The problem >> Once you have checked the records that follow, state how many of their lines hold "Item", giving the number only.

(Exercise material begins)

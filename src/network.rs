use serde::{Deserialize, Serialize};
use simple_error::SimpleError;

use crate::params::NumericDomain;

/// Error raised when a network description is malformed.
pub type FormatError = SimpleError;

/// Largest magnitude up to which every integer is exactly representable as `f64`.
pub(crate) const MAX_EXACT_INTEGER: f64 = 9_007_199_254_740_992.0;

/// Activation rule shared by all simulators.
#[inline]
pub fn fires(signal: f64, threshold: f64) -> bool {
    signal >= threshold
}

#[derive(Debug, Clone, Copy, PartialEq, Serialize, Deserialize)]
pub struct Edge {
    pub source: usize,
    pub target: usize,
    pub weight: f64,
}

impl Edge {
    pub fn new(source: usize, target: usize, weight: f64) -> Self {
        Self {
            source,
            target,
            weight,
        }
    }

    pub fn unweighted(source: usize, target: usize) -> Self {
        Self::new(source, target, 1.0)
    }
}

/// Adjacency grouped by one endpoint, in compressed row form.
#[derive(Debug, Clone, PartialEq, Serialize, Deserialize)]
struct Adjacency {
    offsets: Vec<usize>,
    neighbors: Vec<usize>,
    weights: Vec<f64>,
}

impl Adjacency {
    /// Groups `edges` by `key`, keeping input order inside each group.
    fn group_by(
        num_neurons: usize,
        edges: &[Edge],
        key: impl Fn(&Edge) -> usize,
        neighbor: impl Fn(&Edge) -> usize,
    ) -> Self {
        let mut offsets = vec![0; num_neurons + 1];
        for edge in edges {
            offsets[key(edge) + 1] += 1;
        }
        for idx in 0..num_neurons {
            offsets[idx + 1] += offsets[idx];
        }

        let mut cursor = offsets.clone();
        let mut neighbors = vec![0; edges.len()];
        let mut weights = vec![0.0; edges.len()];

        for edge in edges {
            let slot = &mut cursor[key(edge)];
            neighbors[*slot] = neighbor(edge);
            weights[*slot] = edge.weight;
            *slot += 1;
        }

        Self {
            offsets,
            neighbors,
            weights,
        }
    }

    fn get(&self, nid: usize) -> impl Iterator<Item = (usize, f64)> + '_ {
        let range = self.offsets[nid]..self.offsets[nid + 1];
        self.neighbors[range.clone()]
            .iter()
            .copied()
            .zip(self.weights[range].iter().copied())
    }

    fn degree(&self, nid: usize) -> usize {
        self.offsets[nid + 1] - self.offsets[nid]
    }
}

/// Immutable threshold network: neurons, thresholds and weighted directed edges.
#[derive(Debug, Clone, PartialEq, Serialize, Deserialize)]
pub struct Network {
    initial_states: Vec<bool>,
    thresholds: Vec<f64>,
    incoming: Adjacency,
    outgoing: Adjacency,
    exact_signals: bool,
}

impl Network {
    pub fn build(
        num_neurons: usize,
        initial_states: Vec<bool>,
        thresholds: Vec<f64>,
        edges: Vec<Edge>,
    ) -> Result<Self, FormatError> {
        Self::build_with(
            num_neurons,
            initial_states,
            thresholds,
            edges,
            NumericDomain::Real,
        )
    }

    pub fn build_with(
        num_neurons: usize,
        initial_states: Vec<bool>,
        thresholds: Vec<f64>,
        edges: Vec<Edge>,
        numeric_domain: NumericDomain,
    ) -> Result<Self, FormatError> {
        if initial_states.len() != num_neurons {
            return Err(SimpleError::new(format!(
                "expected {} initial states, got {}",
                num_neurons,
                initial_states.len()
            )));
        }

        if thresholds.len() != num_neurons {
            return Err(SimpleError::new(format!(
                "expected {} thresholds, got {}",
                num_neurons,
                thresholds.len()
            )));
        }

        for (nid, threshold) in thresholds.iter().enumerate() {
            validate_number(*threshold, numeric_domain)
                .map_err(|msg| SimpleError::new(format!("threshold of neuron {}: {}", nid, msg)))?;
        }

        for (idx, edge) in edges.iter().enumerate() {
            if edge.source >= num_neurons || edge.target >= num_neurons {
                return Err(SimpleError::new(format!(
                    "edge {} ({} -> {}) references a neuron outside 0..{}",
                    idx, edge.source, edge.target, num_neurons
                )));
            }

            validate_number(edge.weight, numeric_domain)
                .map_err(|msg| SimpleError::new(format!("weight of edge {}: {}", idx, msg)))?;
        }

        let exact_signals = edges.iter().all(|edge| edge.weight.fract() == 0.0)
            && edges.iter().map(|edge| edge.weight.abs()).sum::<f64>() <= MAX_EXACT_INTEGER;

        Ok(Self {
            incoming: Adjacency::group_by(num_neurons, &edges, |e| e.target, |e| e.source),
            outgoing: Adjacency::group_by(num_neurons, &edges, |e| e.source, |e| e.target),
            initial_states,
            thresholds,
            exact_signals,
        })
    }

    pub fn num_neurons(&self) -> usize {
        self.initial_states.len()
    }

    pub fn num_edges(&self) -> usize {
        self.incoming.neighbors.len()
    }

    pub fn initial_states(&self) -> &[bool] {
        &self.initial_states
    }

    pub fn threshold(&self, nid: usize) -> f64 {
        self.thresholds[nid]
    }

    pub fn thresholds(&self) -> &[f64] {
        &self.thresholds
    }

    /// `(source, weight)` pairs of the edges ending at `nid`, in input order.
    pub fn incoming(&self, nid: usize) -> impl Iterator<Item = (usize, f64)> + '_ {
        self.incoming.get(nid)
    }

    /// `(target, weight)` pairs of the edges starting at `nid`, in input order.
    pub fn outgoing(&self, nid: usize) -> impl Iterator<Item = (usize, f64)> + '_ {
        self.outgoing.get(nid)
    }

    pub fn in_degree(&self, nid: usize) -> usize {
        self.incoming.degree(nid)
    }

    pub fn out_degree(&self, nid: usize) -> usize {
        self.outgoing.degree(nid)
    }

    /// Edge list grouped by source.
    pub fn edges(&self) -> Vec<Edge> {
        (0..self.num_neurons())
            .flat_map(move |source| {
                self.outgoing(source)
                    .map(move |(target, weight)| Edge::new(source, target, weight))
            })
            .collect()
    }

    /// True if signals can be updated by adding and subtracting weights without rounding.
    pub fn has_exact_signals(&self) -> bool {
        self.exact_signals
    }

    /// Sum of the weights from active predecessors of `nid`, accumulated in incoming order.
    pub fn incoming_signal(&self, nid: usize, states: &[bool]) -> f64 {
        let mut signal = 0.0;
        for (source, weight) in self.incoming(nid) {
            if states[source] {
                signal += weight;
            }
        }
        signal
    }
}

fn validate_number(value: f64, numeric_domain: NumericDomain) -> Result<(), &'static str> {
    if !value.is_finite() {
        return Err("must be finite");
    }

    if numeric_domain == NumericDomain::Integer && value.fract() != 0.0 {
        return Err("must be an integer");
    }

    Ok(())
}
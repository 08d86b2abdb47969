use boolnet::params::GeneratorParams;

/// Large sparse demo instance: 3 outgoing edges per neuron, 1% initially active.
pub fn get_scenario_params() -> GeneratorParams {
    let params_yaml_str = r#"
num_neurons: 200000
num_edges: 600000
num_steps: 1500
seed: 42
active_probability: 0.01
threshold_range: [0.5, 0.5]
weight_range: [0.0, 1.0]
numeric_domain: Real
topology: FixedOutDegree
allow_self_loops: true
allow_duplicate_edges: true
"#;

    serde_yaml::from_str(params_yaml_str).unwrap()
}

(Exercise material ends)

Expected answer >> 3